The refugees, both ethnic Rohingya from Myanmar, will travel to Phnom Penh after meeting with Cambodian officials who traveled to Nauru.
Khieu Sopheak, spokesman for the Ministry of Interior, told VOA Khmer on Wednesday that the newest refugees were not the ones Phnom Penh had been expecting.
“Australia told us there are four volunteers — three Iranians, one Rohingya. When our officials got there, the four asylum seekers didn’t want to come, but two other Rohingyas volunteered to come instead," he said.
The date of their arrival was not given.
So far, only three Iranians are in staying Cambodia under the deal. One Rohingya man has asked to go back to Myanmar, and Cambodian officials say he is expected to leave within a week.
The first set of refugees has been living in a compound in Phnom Penh but will be released soon, Khieu Sopheak said.
“They can speak Khmer and understand our traditions and are ready to live outside the camp,” he said. “It’s just a pilot project, so we’ll see how they fit into Khmer society and living outside [the compound]. It’s going forward; it’s not that difficult.”
In September, Cambodia and Australia agreed to take the second group of asylum seekers from Nauru, following a visit to Cambodia by Australian Immigration Minister Scott Morrison. The deal was announced the same day Australia said it would accept 12,000 refugees from Syria and Iraq.

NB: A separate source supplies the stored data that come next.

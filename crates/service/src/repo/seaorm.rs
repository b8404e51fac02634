use async_trait::async_trait;
use sea_orm::sea_query::{Expr, Func, Order, SimpleExpr};
use sea_orm::{
    ActiveModelTrait, ColumnTrait, DatabaseConnection, DbErr, EntityTrait, NotSet, PaginatorTrait,
    QueryFilter, QueryOrder, Select, Set, SqlErr,
};

use common::pagination::{Page, Pagination};
use models::{city, department, role, user};

use crate::domain::{City, Department, NewCity, NewDepartment, NewRole, NewUser, Role, User, UserParent};
use crate::errors::StoreError;
use crate::repository::{CityRepository, DepartmentRepository, RoleRepository, UserRepository};

/// PostgreSQL-backed store implementing every entity capability.
#[derive(Clone)]
pub struct SeaOrmStore {
    pub db: DatabaseConnection,
}

impl SeaOrmStore {
    pub fn new(db: DatabaseConnection) -> Self { Self { db } }
}

fn map_db_err(err: DbErr) -> StoreError {
    match err.sql_err() {
        Some(SqlErr::ForeignKeyConstraintViolation(detail)) => StoreError::ForeignKey(detail),
        Some(SqlErr::UniqueConstraintViolation(detail)) => StoreError::Unique(detail),
        _ => StoreError::Db(err.to_string()),
    }
}

/// `lower(col)`, so ordering does not depend on letter case.
fn lower_col<C: ColumnTrait>(col: C) -> SimpleExpr {
    Func::lower(Expr::col(col)).into()
}

/// `lower(col) = lower(value)`
fn lower_eq<C: ColumnTrait>(col: C, value: &str) -> SimpleExpr {
    Expr::expr(Func::lower(Expr::col(col))).eq(value.to_lowercase())
}

/// `lower(col) LIKE '%value%'` with LIKE metacharacters in `value` escaped.
fn lower_contains<C: ColumnTrait>(col: C, value: &str) -> SimpleExpr {
    let escaped = value
        .to_lowercase()
        .replace('\\', "\\\\")
        .replace('%', "\\%")
        .replace('_', "\\_");
    Expr::expr(Func::lower(Expr::col(col))).like(format!("%{escaped}%"))
}

async fn fetch_page<E, T>(
    db: &DatabaseConnection,
    select: Select<E>,
    page: Pagination,
    map: fn(E::Model) -> T,
) -> Result<Page<T>, StoreError>
where
    E: EntityTrait,
    E::Model: Send + Sync,
{
    let (page_idx, per_page) = page.normalize();
    let paginator = select.paginate(db, per_page);
    let total = paginator.num_items().await.map_err(map_db_err)?;
    let rows = paginator.fetch_page(page_idx).await.map_err(map_db_err)?;
    Ok(Page::new(rows.into_iter().map(map).collect(), page, total))
}

fn to_department(m: department::Model) -> Department { Department { id: m.id, name: m.name } }

fn to_role(m: role::Model) -> Role { Role { id: m.id, name: m.name } }

fn to_city(m: city::Model) -> City { City { id: m.id, name: m.name, department_id: m.department_id } }

fn to_user(m: user::Model) -> User {
    User {
        id: m.id,
        name: m.name,
        email: m.email,
        phone: m.phone,
        registered_on: m.registered_on,
        address_detail: m.address_detail,
        city_id: m.city_id,
        department_id: m.department_id,
        role_id: m.role_id,
    }
}

fn parent_filter(parent: UserParent) -> SimpleExpr {
    match parent {
        UserParent::City(id) => user::Column::CityId.eq(id),
        UserParent::Department(id) => user::Column::DepartmentId.eq(id),
        UserParent::Role(id) => user::Column::RoleId.eq(id),
    }
}

#[async_trait]
impl DepartmentRepository for SeaOrmStore {
    async fn find_by_id(&self, id: i32) -> Result<Option<Department>, StoreError> {
        let found = department::Entity::find_by_id(id).one(&self.db).await.map_err(map_db_err)?;
        Ok(found.map(to_department))
    }

    async fn exists_by_id(&self, id: i32) -> Result<bool, StoreError> {
        let n = department::Entity::find_by_id(id).count(&self.db).await.map_err(map_db_err)?;
        Ok(n > 0)
    }

    async fn exists_by_name_ignore_case(&self, name: &str) -> Result<bool, StoreError> {
        let n = department::Entity::find()
            .filter(lower_eq(department::Column::Name, name))
            .count(&self.db)
            .await
            .map_err(map_db_err)?;
        Ok(n > 0)
    }

    async fn find_page_by_name(&self, query: &str, page: Pagination) -> Result<Page<Department>, StoreError> {
        let select = department::Entity::find()
            .filter(lower_contains(department::Column::Name, query))
            .order_by(lower_col(department::Column::Name), Order::Asc)
            .order_by_asc(department::Column::Id);
        fetch_page(&self.db, select, page, to_department).await
    }

    async fn insert(&self, new: NewDepartment) -> Result<Department, StoreError> {
        let am = department::ActiveModel { id: NotSet, name: Set(new.name) };
        am.insert(&self.db).await.map(to_department).map_err(map_db_err)
    }

    async fn update(&self, d: &Department) -> Result<Department, StoreError> {
        let am = department::ActiveModel { id: Set(d.id), name: Set(d.name.clone()) };
        am.update(&self.db).await.map(to_department).map_err(map_db_err)
    }

    async fn delete_by_id(&self, id: i32) -> Result<(), StoreError> {
        department::Entity::delete_by_id(id).exec(&self.db).await.map_err(map_db_err)?;
        Ok(())
    }
}

#[async_trait]
impl RoleRepository for SeaOrmStore {
    async fn find_by_id(&self, id: i32) -> Result<Option<Role>, StoreError> {
        let found = role::Entity::find_by_id(id).one(&self.db).await.map_err(map_db_err)?;
        Ok(found.map(to_role))
    }

    async fn exists_by_id(&self, id: i32) -> Result<bool, StoreError> {
        let n = role::Entity::find_by_id(id).count(&self.db).await.map_err(map_db_err)?;
        Ok(n > 0)
    }

    async fn exists_by_name_ignore_case(&self, name: &str) -> Result<bool, StoreError> {
        let n = role::Entity::find()
            .filter(lower_eq(role::Column::Name, name))
            .count(&self.db)
            .await
            .map_err(map_db_err)?;
        Ok(n > 0)
    }

    async fn find_page_by_name(&self, query: &str, page: Pagination) -> Result<Page<Role>, StoreError> {
        let select = role::Entity::find()
            .filter(lower_contains(role::Column::Name, query))
            .order_by(lower_col(role::Column::Name), Order::Asc)
            .order_by_asc(role::Column::Id);
        fetch_page(&self.db, select, page, to_role).await
    }

    async fn insert(&self, new: NewRole) -> Result<Role, StoreError> {
        let am = role::ActiveModel { id: NotSet, name: Set(new.name) };
        am.insert(&self.db).await.map(to_role).map_err(map_db_err)
    }

    async fn update(&self, r: &Role) -> Result<Role, StoreError> {
        let am = role::ActiveModel { id: Set(r.id), name: Set(r.name.clone()) };
        am.update(&self.db).await.map(to_role).map_err(map_db_err)
    }

    async fn delete_by_id(&self, id: i32) -> Result<(), StoreError> {
        role::Entity::delete_by_id(id).exec(&self.db).await.map_err(map_db_err)?;
        Ok(())
    }
}

#[async_trait]
impl CityRepository for SeaOrmStore {
    async fn find_by_id(&self, id: i32) -> Result<Option<City>, StoreError> {
        let found = city::Entity::find_by_id(id).one(&self.db).await.map_err(map_db_err)?;
        Ok(found.map(to_city))
    }

    async fn exists_by_id(&self, id: i32) -> Result<bool, StoreError> {
        let n = city::Entity::find_by_id(id).count(&self.db).await.map_err(map_db_err)?;
        Ok(n > 0)
    }

    async fn exists_by_name_in_department_ignore_case(&self, name: &str, department_id: i32) -> Result<bool, StoreError> {
        let n = city::Entity::find()
            .filter(city::Column::DepartmentId.eq(department_id))
            .filter(lower_eq(city::Column::Name, name))
            .count(&self.db)
            .await
            .map_err(map_db_err)?;
        Ok(n > 0)
    }

    async fn find_page_by_name(&self, query: &str, page: Pagination) -> Result<Page<City>, StoreError> {
        let select = city::Entity::find()
            .filter(lower_contains(city::Column::Name, query))
            .order_by(lower_col(city::Column::Name), Order::Asc)
            .order_by_asc(city::Column::Id);
        fetch_page(&self.db, select, page, to_city).await
    }

    async fn find_page_by_department(&self, department_id: i32, page: Pagination) -> Result<Page<City>, StoreError> {
        let select = city::Entity::find()
            .filter(city::Column::DepartmentId.eq(department_id))
            .order_by(lower_col(city::Column::Name), Order::Asc)
            .order_by_asc(city::Column::Id);
        fetch_page(&self.db, select, page, to_city).await
    }

    async fn insert(&self, new: NewCity) -> Result<City, StoreError> {
        let am = city::ActiveModel { id: NotSet, name: Set(new.name), department_id: Set(new.department_id) };
        am.insert(&self.db).await.map(to_city).map_err(map_db_err)
    }

    async fn update(&self, c: &City) -> Result<City, StoreError> {
        let am = city::ActiveModel { id: Set(c.id), name: Set(c.name.clone()), department_id: Set(c.department_id) };
        am.update(&self.db).await.map(to_city).map_err(map_db_err)
    }

    async fn delete_by_id(&self, id: i32) -> Result<(), StoreError> {
        city::Entity::delete_by_id(id).exec(&self.db).await.map_err(map_db_err)?;
        Ok(())
    }
}

#[async_trait]
impl UserRepository for SeaOrmStore {
    async fn find_by_id(&self, id: i32) -> Result<Option<User>, StoreError> {
        let found = user::Entity::find_by_id(id).one(&self.db).await.map_err(map_db_err)?;
        Ok(found.map(to_user))
    }

    async fn exists_by_id(&self, id: i32) -> Result<bool, StoreError> {
        let n = user::Entity::find_by_id(id).count(&self.db).await.map_err(map_db_err)?;
        Ok(n > 0)
    }

    async fn exists_by_email_ignore_case(&self, email: &str) -> Result<bool, StoreError> {
        let n = user::Entity::find()
            .filter(lower_eq(user::Column::Email, email))
            .count(&self.db)
            .await
            .map_err(map_db_err)?;
        Ok(n > 0)
    }

    async fn exists_by_parent(&self, parent: UserParent) -> Result<bool, StoreError> {
        let n = user::Entity::find().filter(parent_filter(parent)).count(&self.db).await.map_err(map_db_err)?;
        Ok(n > 0)
    }

    async fn find_page_by_name(&self, query: &str, page: Pagination) -> Result<Page<User>, StoreError> {
        let select = user::Entity::find()
            .filter(lower_contains(user::Column::Name, query))
            .order_by(lower_col(user::Column::Name), Order::Asc)
            .order_by_asc(user::Column::Id);
        fetch_page(&self.db, select, page, to_user).await
    }

    async fn find_page_by_parent(&self, parent: UserParent, page: Pagination) -> Result<Page<User>, StoreError> {
        let select = user::Entity::find()
            .filter(parent_filter(parent))
            .order_by(lower_col(user::Column::Name), Order::Asc)
            .order_by_asc(user::Column::Id);
        fetch_page(&self.db, select, page, to_user).await
    }

    async fn insert(&self, new: NewUser) -> Result<User, StoreError> {
        let am = user::ActiveModel {
            id: NotSet,
            name: Set(new.name),
            email: Set(new.email),
            phone: Set(new.phone),
            registered_on: Set(new.registered_on),
            address_detail: Set(new.address_detail),
            city_id: Set(new.city_id),
            department_id: Set(new.department_id),
            role_id: Set(new.role_id),
        };
        am.insert(&self.db).await.map(to_user).map_err(map_db_err)
    }

    async fn update(&self, u: &User) -> Result<User, StoreError> {
        let am = user::ActiveModel {
            id: Set(u.id),
            name: Set(u.name.clone()),
            email: Set(u.email.clone()),
            phone: Set(u.phone.clone()),
            registered_on: Set(u.registered_on),
            address_detail: Set(u.address_detail.clone()),
            city_id: Set(u.city_id),
            department_id: Set(u.department_id),
            role_id: Set(u.role_id),
        };
        am.update(&self.db).await.map(to_user).map_err(map_db_err)
    }

    async fn delete_by_id(&self, id: i32) -> Result<(), StoreError> {
        user::Entity::delete_by_id(id).exec(&self.db).await.map_err(map_db_err)?;
        Ok(())
    }
}

#[cfg(test)]
mod tests {
    use super::*;
    use crate::test_support::get_db;
    use chrono::NaiveDate;
    use uuid::Uuid;

    fn db_tests_disabled() -> bool {
        std::env::var("SKIP_DB_TESTS").is_ok() || std::env::var("DATABASE_URL").is_err()
    }

    #[tokio::test]
    async fn seaorm_store_roundtrip_and_integrity() -> Result<(), anyhow::Error> {
        if db_tests_disabled() { return Ok(()); }
        let store = SeaOrmStore::new(get_db().await?);
        let tag = Uuid::new_v4().simple().to_string();

        let dept = DepartmentRepository::insert(&store, NewDepartment { name: format!("Dept {tag}") }).await?;
        assert!(DepartmentRepository::exists_by_name_ignore_case(&store, &format!("DEPT {}", tag.to_uppercase())).await?);

        let city = CityRepository::insert(&store, NewCity { name: format!("City {tag}"), department_id: dept.id }).await?;
        assert!(CityRepository::exists_by_name_in_department_ignore_case(&store, &format!("city {tag}"), dept.id).await?);

        let role = RoleRepository::insert(&store, NewRole { name: format!("Role {tag}") }).await?;
        let email = format!("u_{tag}@example.com");
        let user = UserRepository::insert(
            &store,
            NewUser {
                name: format!("User {tag}"),
                email: email.clone(),
                phone: None,
                registered_on: NaiveDate::from_ymd_opt(2024, 1, 15).unwrap(),
                address_detail: None,
                city_id: city.id,
                department_id: dept.id,
                role_id: role.id,
            },
        )
        .await?;
        assert!(UserRepository::exists_by_email_ignore_case(&store, &email.to_uppercase()).await?);

        let page = UserRepository::find_page_by_name(&store, &tag, Pagination::new(0, 10)).await?;
        assert_eq!(page.total_elements, 1);
        assert_eq!(page.content[0].id, user.id);

        // referenced rows refuse deletion
        let err = CityRepository::delete_by_id(&store, city.id).await.unwrap_err();
        assert!(matches!(err, StoreError::ForeignKey(_)));

        // duplicate email in other case trips the unique index
        let dup = UserRepository::insert(
            &store,
            NewUser {
                name: "Other".into(),
                email: email.to_uppercase(),
                phone: None,
                registered_on: NaiveDate::from_ymd_opt(2024, 1, 15).unwrap(),
                address_detail: None,
                city_id: city.id,
                department_id: dept.id,
                role_id: role.id,
            },
        )
        .await
        .unwrap_err();
        assert!(matches!(dup, StoreError::Unique(_)));

        UserRepository::delete_by_id(&store, user.id).await?;
        CityRepository::delete_by_id(&store, city.id).await?;
        RoleRepository::delete_by_id(&store, role.id).await?;
        DepartmentRepository::delete_by_id(&store, dept.id).await?;
        assert!(!DepartmentRepository::exists_by_id(&store, dept.id).await?);
        Ok(())
    }
}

Cambodia is reportedly receiving as much as $40 million in aid from Australia in exchange for accepting the asylum seekers, a deal heavily criticized by refugee rights groups.
More than 600 refugees and asylum seekers are thought to be on Nauru. Hundreds more are in detention on Papua New Guinea’s Manus Island under an arrangement with Australia. Most are believed to be from countries in South Asia and the Middle East.
The proposed resettlement deal was the subject of months of secret negotiations and has drawn criticism from rights organizations, church groups and opposition politicians in both countries. The U.N. refugee agency said it undermines the principles of the refugee convention to which both nations are signatories.